Friday, July 26, 2013

Light a candle

Reposted from
This is a blog I follow that brings light to the lives children face in Eastern European Orphanges. Take a minute to read through the blog and say a prayer for these children.
Carol
The Lost Boys
  
             Hanson belonged to a special group of boys who live in a certain orphanage in Eastern Europe, the orphanage where we adopted our son Aaron. Like Aaron and all the other boys at that orphanage, Hanson wasn’t a typical child; he was born with some special needs that kept him from developing as typical, healthy children do. In that part of the world, the usual way to handle a birth like Hanson’s is to hand the child over to the state government, which then places the child in a state orphanage called a baby house. Once in a great while, a child is fortunate enough to be adopted from his baby house; but if he isn’t, as Hanson wasn’t, then the state sends him to a special needs orphanage for older children, aged about 5 – 20. Most of the children who end up in these older-child special needs orphanages can only ever leave the orphanage system by dying, which is the way Hanson left it.
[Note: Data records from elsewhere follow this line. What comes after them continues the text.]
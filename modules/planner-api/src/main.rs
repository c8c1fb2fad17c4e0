use std::sync::Arc;

use anyhow::Result;
use tracing::info;
use tracing_subscriber::EnvFilter;

use planner_api::{build_router, AppState};
use planner_common::Config;
use planner_store::{DocumentStore, FileDocumentStore, PgDocumentStore};

#[tokio::main]
async fn main() -> Result<()> {
    tracing_subscriber::fmt()
        .with_env_filter(EnvFilter::from_default_env().add_directive("planner=info".parse()?))
        .init();

    let config = Config::api_from_env()?;

    let store: Arc<dyn DocumentStore> = match &config.database_url {
        Some(url) => {
            let pool = sqlx::postgres::PgPoolOptions::new()
                .max_connections(5)
                .connect(url)
                .await?;
            let store = PgDocumentStore::new(pool);
            store.ensure_schema().await?;
            info!("Plan data stored in Postgres");
            Arc::new(store)
        }
        None => {
            info!(path = %config.data_file.display(), "Plan data stored on disk");
            Arc::new(FileDocumentStore::new(&config.data_file))
        }
    };

    // Seed on startup rather than on the first request.
    if config.seed_defaults {
        store.get().await?;
    }

    let state = AppState {
        store,
        seed_defaults: config.seed_defaults,
        storage_configured: config.database_url.is_some(),
    };
    let app = build_router(state, &config.static_dir);

    let addr = config.addr();
    info!("Event planner API starting on {addr}");

    let listener = tokio::net::TcpListener::bind(&addr).await?;
    axum::serve(listener, app).await?;

    Ok(())
}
               The quality of life in these special needs orphanages varies from bad to worse. At their best, such orphanages are poor, lonely places; but at their worst, they can be truly horrifying. While most Eastern European orphanages have enough funding for food and basic medical care, many do not have enough funding for any sort of education, activities or therapy. Even in Aaron’s part of the orphanage— the part for boys who could walk and talk— there were no toys, no books and no fun of any kind. The boys spent their days sitting in outdoor sheds, staring into space and waiting for the next mealtime to break up their boredom; or, if it was rainy or cold, they sat inside a single, undecorated room with no toys all day. Watching these boys, we were constantly reminded of how much they had lost: they had lost their parents; they had lost their chance to be adopted; and they had lost their chance to receive the help they so desperately needed. Worst of all, they had lost everything that makes life worth living: love, friendship and the hope of a brighter future. It was because of all these losses that we started calling the boys we left behind, boys like Hanson, the Lost Boys.
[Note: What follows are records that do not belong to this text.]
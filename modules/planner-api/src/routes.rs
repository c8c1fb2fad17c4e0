use std::path::PathBuf;
use std::sync::Arc;

use axum::{
    body::Bytes,
    extract::State,
    http::{header, HeaderValue, StatusCode},
    response::{IntoResponse, Json, Response},
    routing::get,
    Router,
};
use planner_common::PlanDocument;
use planner_store::DocumentStore;
use serde_json::json;
use tower_http::cors::{Any, CorsLayer};
use tower_http::services::ServeDir;
use tower_http::set_header::SetResponseHeaderLayer;
use tracing::{info, warn};

#[derive(Clone)]
pub struct AppState {
    pub store: Arc<dyn DocumentStore>,
    /// Seed an empty store on read instead of answering 404.
    pub seed_defaults: bool,
    /// Whether a database connection string was configured.
    pub storage_configured: bool,
}

/// JSON API under `/api`, everything else served from `static_dir`
/// (`/` resolves to its `index.html`).
pub fn build_router(state: AppState, static_dir: impl Into<PathBuf>) -> Router {
    let api = Router::new()
        .route("/api/data", get(get_data).post(save_data))
        .route("/api/health", get(health))
        .with_state(state)
        // Clients always re-read the whole plan; never serve it from cache
        .layer(SetResponseHeaderLayer::overriding(
            header::CACHE_CONTROL,
            HeaderValue::from_static("no-store"),
        ));

    Router::new()
        .merge(api)
        .fallback_service(ServeDir::new(static_dir.into()))
        .layer(
            CorsLayer::new()
                .allow_origin(Any)
                .allow_methods(Any)
                .allow_headers(Any),
        )
        .layer(
            tower_http::trace::TraceLayer::new_for_http().make_span_with(
                |request: &axum::http::Request<_>| {
                    tracing::info_span!(
                        "http_request",
                        method = %request.method(),
                        path = %request.uri().path(),
                    )
                },
            ),
        )
}

// --- Handlers ---

async fn get_data(State(state): State<AppState>) -> Response {
    let result = if state.seed_defaults {
        state.store.get().await.map(Some)
    } else {
        state.store.load().await
    };

    match result {
        Ok(Some(doc)) => Json(doc).into_response(),
        Ok(None) => (
            StatusCode::NOT_FOUND,
            Json(json!({"error": "No data found"})),
        )
            .into_response(),
        Err(e) => {
            warn!(error = %e, backend = state.store.backend(), "Failed to load plan data");
            (
                StatusCode::INTERNAL_SERVER_ERROR,
                Json(json!({"error": e.to_string()})),
            )
                .into_response()
        }
    }
}

async fn save_data(State(state): State<AppState>, body: Bytes) -> Response {
    let doc: PlanDocument = match serde_json::from_slice(&body) {
        Ok(doc) => doc,
        Err(e) => {
            warn!(error = %e, "Rejected malformed plan document");
            return failure(StatusCode::BAD_REQUEST, format!("Malformed plan document: {e}"));
        }
    };

    if let Err(e) = doc.validate() {
        warn!(error = %e, "Rejected inconsistent plan document");
        return failure(StatusCode::UNPROCESSABLE_ENTITY, e.to_string());
    }

    match state.store.replace(&doc).await {
        Ok(()) => {
            info!(
                events = doc.events.len(),
                days = doc.days.len(),
                backend = state.store.backend(),
                "Plan data saved"
            );
            Json(json!({"success": true, "message": "Data saved successfully"})).into_response()
        }
        Err(e) => {
            warn!(error = %e, backend = state.store.backend(), "Failed to save plan data");
            failure(StatusCode::INTERNAL_SERVER_ERROR, e.to_string())
        }
    }
}

async fn health(State(state): State<AppState>) -> Json<serde_json::Value> {
    Json(json!({
        "status": "healthy",
        "timestamp": chrono::Utc::now().to_rfc3339(),
        "storage": state.store.backend(),
        "storageConfigured": state.storage_configured,
    }))
}

fn failure(status: StatusCode, error: String) -> Response {
    (status, Json(json!({"success": false, "error": error}))).into_response()
}
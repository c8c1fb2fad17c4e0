use thiserror::Error;

#[derive(Error, Debug)]
pub enum PlannerError {
    #[error("Invalid plan document: {}", .0.join("; "))]
    Validation(Vec<String>),

    #[error("Configuration error: {0}")]
    Config(String),
}
//! Plan document kept as a pretty-printed JSON file.

use std::io::Write;
use std::path::{Path, PathBuf};

use async_trait::async_trait;
use planner_common::PlanDocument;
use tempfile::NamedTempFile;

use crate::document::DocumentStore;
use crate::error::{StoreError, StoreResult};

pub struct FileDocumentStore {
    path: PathBuf,
}

impl FileDocumentStore {
    pub fn new(path: impl Into<PathBuf>) -> Self {
        Self { path: path.into() }
    }
}

#[async_trait]
impl DocumentStore for FileDocumentStore {
    fn backend(&self) -> &'static str {
        "file"
    }

    async fn load(&self) -> StoreResult<Option<PlanDocument>> {
        let bytes = match tokio::fs::read(&self.path).await {
            Ok(bytes) => bytes,
            Err(e) if e.kind() == std::io::ErrorKind::NotFound => return Ok(None),
            Err(e) => {
                return Err(StoreError::Io {
                    path: self.path.clone(),
                    source: e,
                })
            }
        };

        Ok(Some(serde_json::from_slice(&bytes)?))
    }

    async fn replace(&self, doc: &PlanDocument) -> StoreResult<()> {
        let bytes = serde_json::to_vec_pretty(doc)?;
        let path = self.path.clone();

        tokio::task::spawn_blocking(move || write_atomic(&path, &bytes))
            .await
            .map_err(|e| StoreError::Task(e.to_string()))?
    }
}

/// Write to a sibling temp file, then rename over the target. Readers see
/// either the old document or the new one, never a truncated file.
fn write_atomic(path: &Path, bytes: &[u8]) -> StoreResult<()> {
    let io_err = |source: std::io::Error| StoreError::Io {
        path: path.to_path_buf(),
        source,
    };

    let dir = match path.parent() {
        Some(parent) if !parent.as_os_str().is_empty() => parent,
        _ => Path::new("."),
    };
    std::fs::create_dir_all(dir).map_err(io_err)?;

    let mut tmp = NamedTempFile::new_in(dir).map_err(io_err)?;
    tmp.write_all(bytes).map_err(io_err)?;
    tmp.as_file().sync_all().map_err(io_err)?;
    tmp.persist(path).map_err(|e| io_err(e.error))?;

    Ok(())
}
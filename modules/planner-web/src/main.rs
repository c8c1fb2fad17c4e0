use std::sync::Arc;

use anyhow::{Context, Result};
use tracing::info;
use tracing_subscriber::EnvFilter;

use planner_common::Config;
use planner_store::PgEventRowStore;
use planner_web::{build_router, AppState};

#[tokio::main]
async fn main() -> Result<()> {
    tracing_subscriber::fmt()
        .with_env_filter(EnvFilter::from_default_env().add_directive("planner=info".parse()?))
        .init();

    let config = Config::web_from_env()?;
    let database_url = config
        .database_url
        .as_deref()
        .context("DATABASE_URL environment variable is required")?;

    let pool = sqlx::postgres::PgPoolOptions::new()
        .max_connections(5)
        .connect(database_url)
        .await?;

    let rows = PgEventRowStore::new(pool);
    rows.ensure_schema().await?;
    info!("Connected to database");

    let app = build_router(AppState {
        rows: Arc::new(rows),
    });

    let addr = config.addr();
    info!("Event planner web UI starting on {addr}");

    let listener = tokio::net::TcpListener::bind(&addr).await?;
    axum::serve(listener, app).await?;

    Ok(())
}
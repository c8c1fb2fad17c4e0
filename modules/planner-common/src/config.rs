use std::env;
use std::path::PathBuf;

use crate::error::PlannerError;

const DEFAULT_API_PORT: u16 = 5000;
const DEFAULT_WEB_PORT: u16 = 8501;

/// Application configuration loaded from environment variables.
#[derive(Debug, Clone)]
pub struct Config {
    // Storage
    pub database_url: Option<String>,
    pub data_file: PathBuf,
    pub seed_defaults: bool,

    // Web server
    pub host: String,
    pub port: u16,
    pub static_dir: PathBuf,
}

impl Config {
    /// Config for the JSON API. Without `DATABASE_URL` the plan lives in
    /// `DATA_FILE` on disk.
    pub fn api_from_env() -> Result<Self, PlannerError> {
        dotenvy::dotenv().ok();
        Self::from_lookup(DEFAULT_API_PORT, |key| env::var(key).ok())
    }

    /// Config for the events table UI, which always needs a database.
    pub fn web_from_env() -> Result<Self, PlannerError> {
        dotenvy::dotenv().ok();
        let config = Self::from_lookup(DEFAULT_WEB_PORT, |key| env::var(key).ok())?;
        if config.database_url.is_none() {
            return Err(PlannerError::Config(
                "DATABASE_URL environment variable is required".to_string(),
            ));
        }
        Ok(config)
    }

    pub fn from_lookup<F>(default_port: u16, lookup: F) -> Result<Self, PlannerError>
    where
        F: Fn(&str) -> Option<String>,
    {
        let port = match lookup("PORT") {
            Some(raw) => raw
                .trim()
                .parse()
                .map_err(|_| PlannerError::Config(format!("PORT must be a number, got `{raw}`")))?,
            None => default_port,
        };

        let seed_defaults = match lookup("SEED_DEFAULTS") {
            Some(raw) => parse_flag(&raw).ok_or_else(|| {
                PlannerError::Config(format!("SEED_DEFAULTS must be true or false, got `{raw}`"))
            })?,
            None => true,
        };

        Ok(Self {
            database_url: lookup("DATABASE_URL").filter(|s| !s.trim().is_empty()),
            data_file: lookup("DATA_FILE")
                .map(PathBuf::from)
                .unwrap_or_else(|| PathBuf::from("plan_data.json")),
            seed_defaults,
            host: lookup("HOST").unwrap_or_else(|| "0.0.0.0".to_string()),
            port,
            static_dir: lookup("STATIC_DIR")
                .map(PathBuf::from)
                .unwrap_or_else(|| PathBuf::from("static")),
        })
    }

    pub fn addr(&self) -> String {
        format!("{}:{}", self.host, self.port)
    }
}

fn parse_flag(raw: &str) -> Option<bool> {
    match raw.trim().to_ascii_lowercase().as_str() {
        "1" | "true" | "yes" | "on" => Some(true),
        "0" | "false" | "no" | "off" => Some(false),
        _ => None,
    }
}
               As bad as Aaron’s part of the orphanage was, Hanson’s part was far worse. Since Hanson’s special needs prevented him from walking and talking, he went to a lying-down room— a place where children lie in their cribs all day, every day, with no one to hold them, play with them or even talk to them. For food, many lying-down-room children receive only 2 or 3 bottle feedings a day, delivered through high-volume nipples so that they must choke it down as quickly as possible or miss their chance to eat. For care, they receive only diaper changes; and since money and staffing are tight, some are allotted only 2 diapers per day— which means that they spend hours each day lying in their own waste. Through lying down all the time, children like Hanson grow so stiff that many of them can’t bend their legs or waists. They lie in a daze, idly poking at the bars of their cribs; for they know that if they try to get out, then their caretakers will come and tie them down. All of this sad mistreatment because Hanson couldn’t walk and talk— which he might possibly have been able to do, if anyone had taken the time to help him.
               In the end, Hanson gave this sin-shattered world what it seemed to want. Exhausted from living without love for so long, Hanson could no longer find any reason to live; so he relieved the world of the burden of caring for him by dying. Hanson’s death, though, could not relieve the world of a far greater burden: the sin the world carries for ignoring the cries of one of the “least of these” Christ’s brothers, the ones He cared for above all. That burden the world will carry until Judgment Day.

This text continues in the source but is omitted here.